Because the convention I know is that one denotes the group of all 2*n isometries on a regular n-gon by $D 2 n$

Here it obviously has order 8. The conventions are at Wikipedia:WikiProject Mathematics/Conventions. So I'll make that Dih₄. Charles Matthews 19:49, 11 February 2006 (UTC)

[edit] Every profinite group contains a $p$ -group

The article says that every non-trivial group of finite order contains a $p$ -group. In fact, according to the definition here, the trivial group is itself a $p$ -group, so there's no need for the exception. Also, it's probably not inapposite to mention profinite groups here. JadeNB

I changed natural number to positive integer, so that the trivial group won't be a p-group.Rich 16:28, 19 September 2006 (UTC)

Is that wise? It would be better to correct the statement made to have content. Charles Matthews 18:22, 19 September 2006 (UTC)

I don't see what you mean but it's ok. You may revert or revise w/no hard feelings.I should mention I later added 'non-identity"Rich 21:06, 19 September 2006 (UTC)

The trivial group is NOT a p-group because 1 is not a prime number. We maybe should say that the definition of a finite p-group to be a group that has order pⁿ and let the other results follow. - grubber 20:54, 19 September 2006 (UTC)

That might be a more convenient definition but we're supposed to, as an encyclopedia, report on what the authorities say, and it's defined as every element has order a prime power by every text I can think of.Rich 21:11, 19 September 2006 (UTC)

That's right, and 1 is a prime power, namely p⁰. The trivial group is a p-group for all primes p. --Zundark 21:21, 19 September 2006 (UTC)

Ah, I was thinking 1ⁿ rather than p⁰. Looking at my Milne notes again, it doesn't admit or preclude n=0, and that's all I have nearby right now. Anyone have their Herstein book handy? I'm curious how he defines a p-group. - grubber 22:28, 19 September 2006 (UTC)

FYI, Herstein defines a p-Sylow subgroup, but I can't find any reference to a p-group at all. -grubber 14:57, 20 September 2006 (UTC)

In my haste to reply to your comment I mistakenly said that your definition was correct. Of course, it's not correct, as the symmetric group S₃ shows. A p-group is a group in which all elements are of p-power order. The rest of my reply stands: the trivial group is a p-group for every prime p (and, more generally, a π-group for every set π of primes). --Zundark 08:36, 20 September 2006 (UTC)

The def I provided is equivalent to that def (for finite G). What are you saying S₃ shows? S₃ isn't a p-group for any p. - grubber 14:48, 20 September 2006 (UTC)

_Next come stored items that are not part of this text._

//! Error types for the router.
//!
//! Every variant here is recoverable at the request level: the router turns
//! it into a 500 response instead of failing the invocation.

use thiserror::Error;

#[derive(Debug, Error)]
pub enum RouterError {
    /// The invocation payload is not a gateway event.
    #[error("invalid gateway event: {0}")]
    InvalidEvent(#[from] serde_json::Error),

    #[error("invalid status code: {0:?}")]
    InvalidStatus(String),

    /// A role that must always answer asked for the origin instead.
    #[error("{0} handler returned a request instead of a response")]
    RequestedOrigin(&'static str),

    #[error("default handler did not produce a response in the origin-response phase")]
    ResponsePhaseNotAnswered,

    #[error("request for {0} has no origin to fetch from")]
    MissingOrigin(String),

    #[error("invalid base64 response body: {0}")]
    InvalidBody(#[from] base64::DecodeError),

    #[error("{role} handler failed: {source:#}")]
    Handler {
        role: &'static str,
        source: anyhow::Error,
    },
}

/// Convenience result type for router operations.
pub type RouterResult<T> = Result<T, RouterError>;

Your definition is indeed a correct definition for finite p-groups. My comment wasn't addressed to you, it was addressed to Rich (as the indentation shows). As you say, S₃ isn't a p-group for any p. Yet it fits Rich's definition, since all its elements are of prime power order. --Zundark 15:34, 20 September 2006 (UTC)

Lol. Big sigh of relief! :) - grubber 18:19, 20 September 2006 (UTC)

The trivial group has to be a p-group, nilpotent group, solvable group, or else theorems are going to have pointless exceptions. Charles Matthews 15:29, 20 September 2006 (UTC)

I'll concede the point. Vacuously true statements are always a bit hairy, but I can understand the utility you say we gain by letting it be. - grubber 18:19, 20 September 2006 (UTC)

I went back to the old version except nonnegative integer instead of natural number because of ambiguity of whether 0 is a natural number. I hope this suits everyone better than my earlier edits. By the way, I believe Charles' information that the trivial group needs to be p-group, etc to make theorems easier to state, but isn't it ironic? We forbid 1 from being prime to avoid difficulty stating the the Fund Thm of Arith, but for similar reasons require {1} to be a p-group.Rich 18:46, 20 September 2006 (UTC)

Prime powers include 1, though. Not really paradoxical. Charles Matthews 20:42, 20 September 2006 (UTC)

-Yeah, good point.Rich 04:34, 22 September 2006 (UTC)